What is the current sampling rate for the cache logs in /a/log/webrequest/archive? I understand that wikitech's wiki information - 1:1000 for the general request stream [1], and - 1:100 for the mobile request stream [2] might be outdated?
The 2007 trace had a 1:10 sampling rate, which means much more data. Would 1:10 still be feasible today?
A high sampling rate would be important to reproduce the cache hit ratio as seen by the varnish caches. However, this depends on how the caches are load balanced. If requests get distributed round robin (and there are many caches), then a 1:100 sampling rate would probably be enough to reproduce their hit rate. If, requests get distributed by hashing over URLs (or similar), then we might need a higher sampling rate (like 1:10) to capture the request stream's temporal locality.
Starting from the fields of the 2007 trace, it would be important to include - the request size $7 and it would be helpful to include - the cache hostname $1 - the cache request status $6
Building on your awk script, this would be something along
function savemark(url, code) { if (url ~ /action=submit$/ && code == "TCP_MISS/302") return "save" return "-" }
$5 !~ /^(145.97.39.|66.230.200.|211.115.107.)/ { print $1, $3, $4, $9, $7, savemark($9, $6), $6 }
Would this be an acceptable format?
Let me know your thoughts.
Thanks a lot, Daniel
[1] https://wikitech.wikimedia.org/wiki/Analytics/Data/Webrequests_sampled
[2] https://wikitech.wikimedia.org/wiki/Analytics/Data/Mobile_requests_stream
On 02/25/2016 12:04 PM, Tim Starling wrote:
On 25/02/16 21:14, Daniel Berger wrote:
Nuria, thank you for pointing out that exporting a save flag for each request will be complicated. I wasn't aware of that.

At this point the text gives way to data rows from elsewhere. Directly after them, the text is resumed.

//! An in-process datagram network for tests, demos and benches.
//!
//! A [`MemoryNetwork`] is a shared mailbox per [`MemoryAddr`]. Sockets created from the same
//! network deliver to each other instantly and in order, until the link is cut with
//! [`MemoryNetwork::set_link_up`].
//!
//! ```
//! use princess_of_fire::{MemoryAddr, MemoryNetwork};
//!
//! let network = MemoryNetwork::new();
//! let host = network.socket(1);
//! let guest = network.socket(2);
//! assert_eq!(host.local_addr(), MemoryAddr(1));
//! assert_eq!(guest.local_addr(), MemoryAddr(2));
//! ```

use std::collections::{BTreeMap, VecDeque};
use std::fmt;
use std::sync::Arc;

use parking_lot::Mutex;
use tracing::trace;

use crate::network::messages::Message;
use crate::NonBlockingSocket;

/// Address of a [`MemorySocket`].
#[derive(Debug, Clone, Copy, PartialEq, Eq, Hash, PartialOrd, Ord)]
pub struct MemoryAddr(pub u32);

impl fmt::Display for MemoryAddr {
    fn fmt(&self, f: &mut fmt::Formatter<'_>) -> fmt::Result {
        write!(f, "mem:{}", self.0)
    }
}

#[derive(Debug)]
struct Mailboxes {
    inboxes: BTreeMap<MemoryAddr, VecDeque<(MemoryAddr, Message)>>,
    link_up: bool,
    dropped: u64,
}

/// A shared in-process network. Clones refer to the same network.
#[derive(Debug, Clone)]
pub struct MemoryNetwork {
    mailboxes: Arc<Mutex<Mailboxes>>,
}

impl Default for MemoryNetwork {
    fn default() -> Self {
        Self::new()
    }
}

impl MemoryNetwork {
    /// Creates an empty network with the link up.
    #[must_use]
    pub fn new() -> Self {
        Self {
            mailboxes: Arc::new(Mutex::new(Mailboxes {
                inboxes: BTreeMap::new(),
                link_up: true,
                dropped: 0,
            })),
        }
    }

    /// Creates a socket bound to `MemoryAddr(addr)`. Binding an address twice shares its inbox.
    #[must_use]
    pub fn socket(&self, addr: u32) -> MemorySocket {
        let addr = MemoryAddr(addr);
        self.mailboxes.lock().inboxes.entry(addr).or_default();
        MemorySocket {
            addr,
            mailboxes: Arc::clone(&self.mailboxes),
        }
    }

    /// Cuts or restores the link. While down, every datagram is dropped.
    pub fn set_link_up(&self, up: bool) {
        self.mailboxes.lock().link_up = up;
    }

    /// Returns `true` unless the link was cut.
    #[must_use]
    pub fn is_link_up(&self) -> bool {
        self.mailboxes.lock().link_up
    }

    /// Datagrams waiting in any inbox.
    #[must_use]
    pub fn in_flight(&self) -> usize {
        self.mailboxes
            .lock()
            .inboxes
            .values()
            .map(VecDeque::len)
            .sum()
    }

    /// Datagrams dropped because the link was down or nobody was bound to the destination.
    #[must_use]
    pub fn dropped(&self) -> u64 {
        self.mailboxes.lock().dropped
    }
}

/// One endpoint of a [`MemoryNetwork`].
#[derive(Debug)]
pub struct MemorySocket {
    addr: MemoryAddr,
    mailboxes: Arc<Mutex<Mailboxes>>,
}

impl MemorySocket {
    /// The address this socket receives on.
    #[must_use]
    pub const fn local_addr(&self) -> MemoryAddr {
        self.addr
    }
}

impl NonBlockingSocket<MemoryAddr> for MemorySocket {
    fn send_to(&mut self, msg: &Message, addr: &MemoryAddr) {
        let mut mailboxes = self.mailboxes.lock();
        if !mailboxes.link_up {
            mailboxes.dropped += 1;
            return;
        }
        match mailboxes.inboxes.get_mut(addr) {
            Some(inbox) => inbox.push_back((self.addr, msg.clone())),
            None => {
                trace!("No socket bound to {}; dropping datagram", addr);
                mailboxes.dropped += 1;
            }
        }
    }

    fn receive_all_messages(&mut self) -> Vec<(MemoryAddr, Message)> {
        let mut mailboxes = self.mailboxes.lock();
        let link_up = mailboxes.link_up;
        let Some(inbox) = mailboxes.inboxes.get_mut(&self.addr) else {
            return Vec::new();
        };
        let received: Vec<_> = inbox.drain(..).collect();
        if link_up {
            received
        } else {
            mailboxes.dropped += received.len() as u64;
            Vec::new()
        }
    }
}

#[cfg(test)]
#[allow(
    clippy::panic,
    clippy::unwrap_used,
    clippy::expect_used,
    clippy::indexing_slicing
)]
mod tests {
    use super::*;
    use crate::network::messages::{MessageBody, MessageHeader};

    fn msg(magic: u16) -> Message {
        Message {
            header: MessageHeader { magic },
            body: MessageBody::KeepAlive,
        }
    }

    #[test]
    fn delivers_in_order_with_sender_address() {
        let network = MemoryNetwork::new();
        let mut a = network.socket(1);
        let mut b = network.socket(2);
        a.send_to(&msg(1), &MemoryAddr(2));
        a.send_to(&msg(2), &MemoryAddr(2));
        assert_eq!(network.in_flight(), 2);

        let received = b.receive_all_messages();
        assert_eq!(received, vec![(MemoryAddr(1), msg(1)), (MemoryAddr(1), msg(2))]);
        assert!(b.receive_all_messages().is_empty());
        assert!(a.receive_all_messages().is_empty());
    }

    #[test]
    fn cut_link_drops_traffic() {
        let network = MemoryNetwork::new();
        let mut a = network.socket(1);
        let mut b = network.socket(2);
        a.send_to(&msg(1), &MemoryAddr(2));
        network.set_link_up(false);
        a.send_to(&msg(2), &MemoryAddr(2));
        assert!(b.receive_all_messages().is_empty());
        assert_eq!(network.dropped(), 2);

        network.set_link_up(true);
        assert!(network.is_link_up());
        a.send_to(&msg(3), &MemoryAddr(2));
        assert_eq!(b.receive_all_messages().len(), 1);
    }

    #[test]
    fn unbound_destination_is_dropped() {
        let network = MemoryNetwork::new();
        let mut a = network.socket(1);
        a.send_to(&msg(1), &MemoryAddr(42));
        assert_eq!(network.dropped(), 1);
        assert_eq!(MemoryAddr(42).to_string(), "mem:42");
    }
}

It would be very interesting to learn how the previous data set's save flag was exported back in 2007.
As I suspected in my offlist post, the save flag was set using the HTTP response code. Here are the files as they were when they were first committed to version control in 2012. I think they were the same in 2007 except for the IP address filter:
vu.awk:
function savemark(url, code) { if (url ~ /action=submit$/ && code == "TCP_MISS/302") return "save" return "-" }
$5 !~ /^(145.97.39.|66.230.200.|211.115.107.)/ { print $3, $9, savemark($9, $6) }
urjc.awk:
function savemark(url, code) { if (url ~ /action=submit$/ && code == "TCP_MISS/302") return "save" return "-" }
$5 !~ /^(145.97.39.|66.230.200.|211.115.107.)/ { print $3, $9, savemark($9, $6), $4, $8 }
-- Tim Starling